Par son outrance, le conflit de mars dernier des agents CGT du PAM a provoqué un déclic dans les milieux économiques et politiques", mesure le président de l’Union maritime et fluviale (UMF). Il ne voit d’ailleurs aucun hasard à ce que la veille, un autre président, celui de la République, ait appelé "au changement du statut des ports autonomes" parce que "leur statut et leur organisation sont d’un autre siècle". La communauté patronale marseillaise a repris immédiatement le propos de Nicolas Sarkozy dénonçant le fait que "la France n’est pas à la hauteur de sa réputation dans la gestion d’infrastructures portuaires".
Pressé de rattraper le retard pris par le port marseillais vis-à-vis de ses concurrents, Marc Reverchon, par ailleurs directeur général de la CMN et responsable à la CCI Marseille-Provence, balise la situation. "Un milliard d’euros, c’est l’investissement du port de Rotterdam pour son extension, c’est ce qu’a mis l’État français pour le développement de l’ensemble des ports de l’Hexagone." Autre chiffre en forme de CQFD, "la France compterait 400 000 emplois de plus si elle avait suivi le rythme de développement des ports du nord.

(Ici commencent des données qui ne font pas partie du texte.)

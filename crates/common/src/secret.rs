//! Secret types for protecting sensitive values from accidental logging.
//!
//! Re-exports the [`secrecy`] types used for the OAuth client secrets that
//! authenticate introspection calls. Raw bearer tokens and the database URL
//! stay plain `String`s; the types holding them redact them in their own
//! `Debug` impls.
//!
//! `SecretString` implements `Debug` with redaction, so a struct deriving
//! `Debug` that holds one is safe to hand to `tracing`. The value is zeroized
//! on drop and can only be read through [`ExposeSecret::expose_secret`].
//!
//! # Example
//!
//! ```rust
//! use common::secret::{ExposeSecret, SecretString};
//!
//! #[derive(Debug)]
//! struct ClientCredentials {
//!     client_id: String,
//!     client_secret: SecretString,
//! }
//!
//! let creds = ClientCredentials {
//!     client_id: "resource-server".to_string(),
//!     client_secret: SecretString::from("s3cr3t"),
//! };
//!
//! assert!(!format!("{creds:?}").contains("s3cr3t"));
//! assert_eq!(creds.client_secret.expose_secret(), "s3cr3t");
//! ```
//!
//! With the `serde` feature of `secrecy` enabled (workspace default) secrets
//! deserialize straight out of the provider configuration JSON.

pub use secrecy::{ExposeSecret, SecretString};
//! HTTP middleware.
//!
//! - `auth` - Bearer authentication for protected routes

pub mod auth;

pub use auth::require_auth;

Rapporté à Marseille-Fos, 1,5 MEVP supplémentaire se serait traduit par la création de 10 000 à 15 000 emplois." Le combat de l’UMF va donc bien au-delà de la simple sphère portuaire pour s’étendre à l’économie régionale.
"UN CODÉVELOPPEMENT PRIVÉ/PUBLIC"
Comment "faire bouger les frontières"? Pour Marc Reverchon, cela passe essentiellement par de nouvelles relations entre acteurs portuaires publics/privés. "Il peut exister plusieurs modèles suivant les terminaux, même suivant les ports, car il importe d’être pragmatique." Avertissement de celui qui fut dans le temps un directeur du développement au PAM, "on ne doit pas voir un monopole privé remplacer un public".

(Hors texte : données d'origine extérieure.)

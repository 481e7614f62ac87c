//! Authentication orchestrator.
//!
//! Serves cached tokens first, then tries the JWT verifier (if any issuers
//! are configured) followed by each opaque-token provider in configuration
//! order. The first success wins. If every verifier rejects the token, their
//! reasons are joined into one `AuthError::Aggregate`.
//!
//! Storage failures are not rejections: they abort immediately so that a
//! database outage is never reported as a bad token.

use super::{JwtVerifier, OpaqueTokenVerifier, TokenVerifier};
use crate::bearer::extract_bearer_token;
use crate::config::{AuthConfig, ConfigError};
use crate::errors::AuthError;
use crate::models::Authenticated;
use crate::observability::metrics;
use crate::repositories::{Stores, TokenStore};
use std::collections::HashSet;
use std::sync::Arc;
use std::time::Instant;
use tracing::instrument;

/// Separator between the per-verifier reasons of an aggregate failure.
pub const AGGREGATE_SEPARATOR: &str = ". Or: ";

pub struct Authenticator {
    tokens: Arc<dyn TokenStore>,
    verifiers: Vec<Arc<dyn TokenVerifier>>,
    accepted_issuers: HashSet<String>,
}

impl Authenticator {
    /// Build from explicit verifiers, tried in the given order.
    pub fn new(tokens: Arc<dyn TokenStore>, verifiers: Vec<Arc<dyn TokenVerifier>>) -> Self {
        let accepted_issuers = verifiers
            .iter()
            .flat_map(|verifier| verifier.issuers())
            .collect();

        Self {
            tokens,
            verifiers,
            accepted_issuers,
        }
    }

    /// Build the verifier chain described by `config`.
    pub fn from_config(config: &AuthConfig, stores: Stores) -> Result<Self, ConfigError> {
        config.validate()?;

        let mut verifiers: Vec<Arc<dyn TokenVerifier>> = Vec::new();
        if !config.jwt_issuers.is_empty() {
            verifiers.push(Arc::new(JwtVerifier::new(config, stores.clone())));
        }
        for provider in &config.opaque_providers {
            verifiers.push(Arc::new(OpaqueTokenVerifier::new(
                provider,
                config.default_cache_ttl(),
                config.http_timeout(),
                stores.clone(),
            )?));
        }

        tracing::info!(
            target: "mp_auth.authenticator",
            jwt_issuers = config.jwt_issuers.len(),
            opaque_providers = config.opaque_providers.len(),
            "Authenticator configured"
        );
        Ok(Self::new(stores.tokens, verifiers))
    }

    pub fn accepted_issuers(&self) -> &HashSet<String> {
        &self.accepted_issuers
    }

    /// Authenticate the value of an `Authorization` header.
    pub async fn authenticate(
        &self,
        authorization: Option<&str>,
    ) -> Result<Authenticated, AuthError> {
        let token = extract_bearer_token(authorization)?;
        self.authenticate_token(token).await
    }

    /// Authenticate a raw bearer token.
    #[instrument(skip_all, name = "mp_auth.authenticate")]
    pub async fn authenticate_token(&self, raw_token: &str) -> Result<Authenticated, AuthError> {
        let start = Instant::now();
        let result = self.run(raw_token).await;

        let status = if result.is_ok() { "success" } else { "error" };
        metrics::record_authentication(status, start.elapsed());
        result
    }

    async fn run(&self, raw_token: &str) -> Result<Authenticated, AuthError> {
        let cached = self.tokens.lookup(raw_token, &self.accepted_issuers).await?;
        metrics::record_cache_lookup(cached.is_some());
        if let Some((identity, token)) = cached {
            tracing::info!(
                target: "mp_auth.authenticator",
                user_id = %identity.user.user_id,
                issuer = %identity.provider.iss,
                "Authenticated from token cache"
            );
            return Ok(Authenticated { identity, token });
        }

        let mut failures: Vec<String> = Vec::new();
        for verifier in &self.verifiers {
            match verifier.attempt(raw_token).await {
                Ok(authenticated) => {
                    metrics::record_verification(verifier.kind(), "success", None);
                    return Ok(authenticated);
                }
                Err(e) if e.is_storage() => {
                    metrics::record_verification(verifier.kind(), "error", Some(e.category()));
                    tracing::error!(
                        target: "mp_auth.authenticator",
                        verifier = verifier.kind(),
                        error = %e,
                        "Storage failure, aborting authentication"
                    );
                    return Err(e);
                }
                Err(e) => {
                    metrics::record_verification(verifier.kind(), "error", Some(e.category()));
                    tracing::debug!(
                        target: "mp_auth.authenticator",
                        verifier = verifier.kind(),
                        error = %e,
                        "Verifier rejected token"
                    );
                    failures.push(e.to_string());
                }
            }
        }

        tracing::info!(
            target: "mp_auth.authenticator",
            attempts = failures.len(),
            "Authentication failed"
        );
        Err(AuthError::Aggregate(failures.join(AGGREGATE_SEPARATOR)))
    }
}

Pour lui, les choses sont claires. "Il ne s’agit pas de privatiser le port, mais de construire un codéveloppement privé/public dans lequel le port autonome se recentrerait sur ses actions de régulation (sécurité, contrôle, investissements à plus de 20/30 ans) et non plus régaliennes." Dans sa bouche, les propos n’ont rien de nouveau. Mais sa conviction n’a jamais été aussi près de l’emporter. L’urgence du changement part du constat que le port de Marseille n’est "aujourd’hui ni efficace, ni compétitif, que le niveau de fiabilité de ses outils est devenu inquiétant". Un langage de vérité qui tranche après des années d’une politique de communication du “tout va bien dans le meilleur des mondes”, mais qui est en phase avec l’électrochoc portuaire que veulent effectuer les professionnels.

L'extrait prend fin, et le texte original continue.